**What you have to do:** In the records below, find each line that holds "CollisionDetector" and return it.

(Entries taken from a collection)
___

use crate::core::analytic::exact_collision_probability;
use crate::core::estimator::{MonteCarloEstimator, TracingProgress};
use crate::core::sampler::BirthdaySampler;
use crate::domain::model::{ExampleGroup, SimulationReport};
use crate::domain::ports::CollisionDetector;
use crate::utils::error::Result;
use crate::utils::monitor::SystemMonitor;

// 範例群組與模擬使用不同的種子，避免與 worker 0 的第一組重複
const EXAMPLE_SEED_SALT: u64 = 0x5EED_0F_B1_27_4D_A7;

pub struct SimulationEngine<D: CollisionDetector> {
    estimator: MonteCarloEstimator<D>,
    seed: Option<u64>,
    monitor: SystemMonitor,
}

impl<D: CollisionDetector> SimulationEngine<D> {
    pub fn new(estimator: MonteCarloEstimator<D>, seed: Option<u64>) -> Self {
        Self::new_with_monitoring(estimator, seed, false)
    }

    pub fn new_with_monitoring(
        estimator: MonteCarloEstimator<D>,
        seed: Option<u64>,
        monitor_enabled: bool,
    ) -> Self {
        Self {
            estimator: estimator.with_seed(seed),
            seed,
            monitor: SystemMonitor::new(monitor_enabled),
        }
    }

    /// Samples one example group and checks it for a match.
    pub fn example(&self, group_size: usize) -> Result<ExampleGroup> {
        let mut sampler =
            BirthdaySampler::from_seed_option(self.seed.map(|s| s ^ EXAMPLE_SEED_SALT))?;
        let birthdays = sampler.sample_group(group_size);
        let matching = self.estimator.detector().find_match(&birthdays);

        Ok(ExampleGroup {
            birthdays,
            matching,
        })
    }

    pub fn run(
        &self,
        group_size: usize,
        trial_count: u64,
        show_example: bool,
    ) -> Result<SimulationReport> {
        tracing::info!("🎂 Birthday paradox simulation: group size {}", group_size);
        self.monitor.log_stats("Start");

        let example = if show_example {
            let example = self.example(group_size)?;
            tracing::debug!("Example group match: {:?}", example.matching);
            Some(example)
        } else {
            None
        };

        tracing::info!(
            "Generating {} random birthdays {} times...",
            group_size,
            trial_count
        );
        let summary = self
            .estimator
            .run_with_observer(group_size, trial_count, &TracingProgress)?;
        self.monitor.log_stats("Simulation");
        self.monitor.log_final_stats();

        Ok(SimulationReport {
            example,
            exact_probability: exact_collision_probability(group_size),
            summary,
        })
    }
}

___

**Solved exercise:**
use crate::domain::ports::CollisionDetector;
pub struct SimulationEngine<D: CollisionDetector> {
impl<D: CollisionDetector> SimulationEngine<D> {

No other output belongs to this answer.